Ms. Urgiles testified that she had been steadily employed before the accident. For sixteen years, she had been a machine operator at a factory but had been promoted to a supervisory position just three weeks before the accident. After the accident, Ms. Urgiles never returned to work and quit her job finally in November 2004.
She testified that, because of the accident, she has had persistent neck and low back pain, numbness, ringing in her ears, memory problems, changes in her mood and dizziness, in addition to suffering sleep interruptions on a regular basis. Furthermore, she said that she has experienced limitations in her ability to do housekeeping, going out with her children, her personal relationship with her husband, climbing stairs and walking, and her social life.
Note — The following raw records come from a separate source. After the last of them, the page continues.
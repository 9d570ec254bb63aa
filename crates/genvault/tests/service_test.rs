//! Tests for the generation service.

use genvault::{
    CacheConfig, CacheManager, CloudTier, DeleteTargets, FileSet, GenerationRequest,
    GenerationService, GenerationStatus, GenvaultConfig, GenvaultErrorKind, HybridStorage,
    InMemoryVersionLedger, LedgerErrorKind, LocalStore, ProjectId, ReplicationConfig,
    StorageConfig, open_storage,
};
use genvault_cloud::InMemoryObjectStore;
use std::sync::Arc;
use tempfile::TempDir;

fn files(entries: &[(&str, &str)]) -> FileSet {
    entries
        .iter()
        .map(|(path, text)| (path.to_string(), text.as_bytes().to_vec()))
        .collect()
}

fn request(project_id: ProjectId, files: FileSet, activate: bool) -> GenerationRequest {
    GenerationRequest::builder()
        .project_id(project_id)
        .files(files)
        .prompt(Some("make a script".to_string()))
        .activate(activate)
        .build()
        .unwrap()
}

fn service(temp_dir: &TempDir, cloud: CloudTier) -> GenerationService {
    let storage = HybridStorage::new(
        LocalStore::new(temp_dir.path().join("local")).unwrap(),
        cloud,
        CacheManager::new(temp_dir.path().join("cache")).unwrap(),
    )
    .with_replication(ReplicationConfig::new(2, 1, 10));
    GenerationService::new(Arc::new(InMemoryVersionLedger::new()), storage)
}

fn ledger_kind(err: &genvault::GenvaultError) -> Option<LedgerErrorKind> {
    match err.kind() {
        GenvaultErrorKind::Ledger(e) => Some(e.kind.clone()),
        _ => None,
    }
}

#[tokio::test]
async fn test_second_save_records_diff() {
    let temp_dir = TempDir::new().unwrap();
    let service = service(&temp_dir, CloudTier::disabled());
    let project_id = ProjectId::new();

    let first = service
        .save(request(project_id, files(&[("a.py", "x=1")]), false))
        .await
        .unwrap();
    assert_eq!(first.generation.version, 1);
    assert_eq!(first.generation.status, GenerationStatus::Completed);
    assert!(first.generation.diff_from_previous.is_none());
    assert!(first.generation.changes_summary.is_none());

    let second = service
        .save(request(
            project_id,
            files(&[("a.py", "x=2"), ("b.py", "new")]),
            false,
        ))
        .await
        .unwrap();
    assert_eq!(second.generation.version, 2);
    assert_eq!(second.generation.file_count, 2);

    let summary = second.generation.changes_summary.clone().unwrap();
    assert_eq!(summary.counts(), (1, 1, 0));
    assert!(summary.diff_error.is_none());

    let diff_path = second.generation.diff_from_previous.clone().unwrap();
    let diff_text = tokio::fs::read_to_string(&diff_path).await.unwrap();
    assert!(diff_text.contains("-x=1"));
    assert!(diff_text.contains("+x=2"));
}

#[tokio::test]
async fn test_unreadable_previous_version_still_completes_save() {
    let temp_dir = TempDir::new().unwrap();
    let service = service(&temp_dir, CloudTier::disabled());
    let project_id = ProjectId::new();

    let first = service
        .save(request(project_id, files(&[("a.py", "x=1")]), false))
        .await
        .unwrap();
    assert!(
        service
            .storage()
            .delete(&first.generation.key(), DeleteTargets::local_only())
            .await
    );

    let second = service
        .save(request(project_id, files(&[("a.py", "x=2")]), false))
        .await
        .unwrap();

    assert_eq!(second.generation.status, GenerationStatus::Completed);
    assert!(second.generation.diff_from_previous.is_none());
    let summary = second.generation.changes_summary.clone().unwrap();
    assert!(summary.diff_error.is_some());
    assert_eq!(summary.counts(), (0, 0, 0));
}

#[tokio::test]
async fn test_activation_is_exclusive() {
    let temp_dir = TempDir::new().unwrap();
    let service = service(&temp_dir, CloudTier::disabled());
    let project_id = ProjectId::new();

    let first = service
        .save(request(project_id, files(&[("a.py", "x=1")]), true))
        .await
        .unwrap();
    assert!(first.is_active());
    assert!(first.activation_error.is_none());

    let second = service
        .save(request(project_id, files(&[("a.py", "x=2")]), true))
        .await
        .unwrap();
    assert!(second.is_active());

    let first = service.get_generation(first.generation.id).await.unwrap();
    assert!(!first.is_active);

    let active = service.active_generation(project_id).await.unwrap().unwrap();
    assert_eq!(active.id, second.generation.id);
    assert_eq!(
        service.pointer().active_version(project_id).await.unwrap(),
        Some((2, second.generation.id))
    );
}

#[tokio::test]
async fn test_activate_rejects_failed_generation() {
    let temp_dir = TempDir::new().unwrap();
    let service = service(&temp_dir, CloudTier::disabled());
    let project_id = ProjectId::new();

    service
        .save(request(project_id, files(&[("../x", "escape")]), false))
        .await
        .unwrap_err();
    let failed = service.list_generations(project_id).await.unwrap().remove(0);

    let err = service.activate(project_id, failed.id).await.unwrap_err();
    assert!(matches!(ledger_kind(&err), Some(LedgerErrorKind::InvalidState(_))));
    assert!(service.active_generation(project_id).await.unwrap().is_none());
}

#[tokio::test]
async fn test_failed_write_marks_generation_failed() {
    let temp_dir = TempDir::new().unwrap();
    let service = service(&temp_dir, CloudTier::disabled());
    let project_id = ProjectId::new();

    let err = service
        .save(request(project_id, files(&[("../x", "escape")]), false))
        .await
        .unwrap_err();
    assert!(matches!(err.kind(), GenvaultErrorKind::Storage(_)));

    let generations = service.list_generations(project_id).await.unwrap();
    assert_eq!(generations.len(), 1);
    assert_eq!(generations[0].status, GenerationStatus::Failed);
    assert!(generations[0].error_message.is_some());

    // Version numbers are never reused
    let next = service
        .save(request(project_id, files(&[("a.py", "x=1")]), false))
        .await
        .unwrap();
    assert_eq!(next.generation.version, 2);
    assert!(next.generation.diff_from_previous.is_none());
}

#[tokio::test]
async fn test_delete_guards() {
    let temp_dir = TempDir::new().unwrap();
    let service = service(&temp_dir, CloudTier::disabled());
    let project_id = ProjectId::new();

    let only = service
        .save(request(project_id, files(&[("a.py", "x=1")]), false))
        .await
        .unwrap();
    let err = service
        .delete(only.generation.id, DeleteTargets::both())
        .await
        .unwrap_err();
    assert!(matches!(
        ledger_kind(&err),
        Some(LedgerErrorKind::SoleGenerationProtected(_))
    ));

    service.activate(project_id, only.generation.id).await.unwrap();
    let second = service
        .save(request(project_id, files(&[("a.py", "x=2")]), false))
        .await
        .unwrap();

    let err = service
        .delete(only.generation.id, DeleteTargets::both())
        .await
        .unwrap_err();
    assert!(matches!(
        ledger_kind(&err),
        Some(LedgerErrorKind::ActiveGenerationProtected(_))
    ));

    let deleted = service
        .delete(second.generation.id, DeleteTargets::local_only())
        .await
        .unwrap();
    assert!(deleted.content_removed);
    assert!(!service.storage().local().exists(&second.generation.key()).await);
    assert!(service.get_generation(second.generation.id).await.unwrap_err().is_not_found());
}

#[tokio::test]
async fn test_repair_active_pointer() {
    let temp_dir = TempDir::new().unwrap();
    let service = service(&temp_dir, CloudTier::disabled());
    let project_id = ProjectId::new();

    let saved = service
        .save(request(project_id, files(&[("a.py", "x=1")]), true))
        .await
        .unwrap();
    tokio::fs::remove_file(service.pointer().pointer_path(project_id))
        .await
        .unwrap();
    assert!(service.pointer().get_active(project_id).await.unwrap().is_none());

    let repaired = service.repair_active_pointer(project_id).await.unwrap();
    let expected = service.storage().local().version_dir(&saved.generation.key());
    assert_eq!(repaired, Some(expected.clone()));
    assert_eq!(
        service.pointer().get_active(project_id).await.unwrap(),
        Some(expected)
    );
}

#[tokio::test]
async fn test_repair_without_active_generation_clears_pointer() {
    let temp_dir = TempDir::new().unwrap();
    let service = service(&temp_dir, CloudTier::disabled());
    let project_id = ProjectId::new();

    service
        .save(request(project_id, files(&[("a.py", "x=1")]), false))
        .await
        .unwrap();

    assert_eq!(service.repair_active_pointer(project_id).await.unwrap(), None);
    assert!(service.pointer().get_active(project_id).await.unwrap().is_none());
}

#[cfg(unix)]
#[tokio::test]
async fn test_pointer_swap_failure_restores_previous_activation() {
    let temp_dir = TempDir::new().unwrap();
    let service = service(&temp_dir, CloudTier::disabled());
    let project_id = ProjectId::new();

    let first = service
        .save(request(project_id, files(&[("a.py", "x=1")]), true))
        .await
        .unwrap();

    // A non-empty directory where the pointer belongs cannot be replaced
    let pointer = service.pointer().pointer_path(project_id);
    tokio::fs::remove_file(&pointer).await.unwrap();
    tokio::fs::create_dir(&pointer).await.unwrap();
    tokio::fs::write(pointer.join("blocker"), b"x").await.unwrap();

    let second = service
        .save(request(project_id, files(&[("a.py", "x=2")]), true))
        .await
        .unwrap();
    assert!(second.activation_error.is_some());
    assert!(!second.is_active());
    assert_eq!(second.generation.status, GenerationStatus::Completed);

    let project = service.get_project(project_id).await.unwrap();
    assert_eq!(project.active_generation_id, Some(first.generation.id));
    assert!(service.get_generation(first.generation.id).await.unwrap().is_active);
    assert!(!service.get_generation(second.generation.id).await.unwrap().is_active);
}

#[tokio::test]
async fn test_compare_versions() {
    let temp_dir = TempDir::new().unwrap();
    let service = service(&temp_dir, CloudTier::disabled());
    let project_id = ProjectId::new();

    for contents in [
        vec![("a.py", "x=1"), ("old.py", "gone")],
        vec![("a.py", "x=2"), ("old.py", "gone")],
        vec![("a.py", "x=3"), ("c.py", "fresh")],
    ] {
        service
            .save(request(project_id, files(&contents), false))
            .await
            .unwrap();
    }

    let diff = service.compare(project_id, 1, 3).await.unwrap();
    assert_eq!(diff.summary.counts(), (1, 1, 1));

    let err = service.compare(project_id, 1, 7).await.unwrap_err();
    assert!(err.is_not_found());
}

#[tokio::test]
async fn test_read_files_falls_back_to_cloud() {
    let temp_dir = TempDir::new().unwrap();
    let store = InMemoryObjectStore::new();
    let service = service(&temp_dir, CloudTier::new(Arc::new(store.clone())));
    let project_id = ProjectId::new();
    let input = files(&[("a.py", "x=1"), ("pkg/b.py", "y=2")]);

    let saved = service
        .save(request(project_id, input.clone(), false))
        .await
        .unwrap();
    service.storage().flush_replication().await;
    assert_eq!(service.read_files(saved.generation.id).await.unwrap(), input);

    assert!(
        service
            .storage()
            .delete(&saved.generation.key(), DeleteTargets::local_only())
            .await
    );
    assert_eq!(service.read_files(saved.generation.id).await.unwrap(), input);
}

#[tokio::test]
async fn test_download_url_without_cloud_is_local() {
    let temp_dir = TempDir::new().unwrap();
    let service = service(&temp_dir, CloudTier::disabled());
    let project_id = ProjectId::new();

    let saved = service
        .save(request(project_id, files(&[("a.py", "x=1")]), false))
        .await
        .unwrap();
    let locator = service
        .download_url(saved.generation.id, None)
        .await
        .unwrap();

    assert!(!locator.is_signed());
    assert_eq!(
        Some(locator.as_str()),
        saved.generation.storage_path.as_deref()
    );
}

#[tokio::test]
async fn test_open_storage_starts_cache_sweeper() {
    let temp_dir = TempDir::new().unwrap();
    let config = GenvaultConfig::default()
        .with_storage(StorageConfig::with_root(temp_dir.path().join("local")))
        .with_cache(
            CacheConfig::default()
                .with_root(temp_dir.path().join("cache"))
                .with_sweep_interval_secs(0),
        );

    let storage = open_storage(&config).await.unwrap();
    tokio::time::sleep(std::time::Duration::from_millis(50)).await;

    assert!(storage.is_sweeping());
}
Income Replacement benefits
In order to be entitled to IRBs, Ms. Urgiles must show that as a result of the accident, she suffers a substantial inability to perform the essential tasks of her employment.
Ms. Urgiles testified that she had been promoted to a supervisory position from that of a sewing machine operator just three weeks before the accident. The supervisory job was lighter in terms of the physical requirements but had more responsibility in that she had to deal directly with the operators and ensure that their jobs were done properly and on time. Infrequently, some heavier tasks were also required in the supervisory job.
Allstate paid Ms. Urgiles IRBs of $341.90 per week to January 20, 2004. Allstate argues that it properly terminated benefits based on the conclusions of Dr. Paitich, an orthopaedic specialist, who examined Ms. Urgiles in mid-December 2003. In his report, Dr. Paitich identified evidence of impairment with respect to the range of motion of Ms. Urgiles' cervical spine, but he did not find this impairment disabling. He concluded that the detected impairment was not of sufficient magnitude to disable her either with respect to her housekeeping tasks or with respect to her occupational tasks.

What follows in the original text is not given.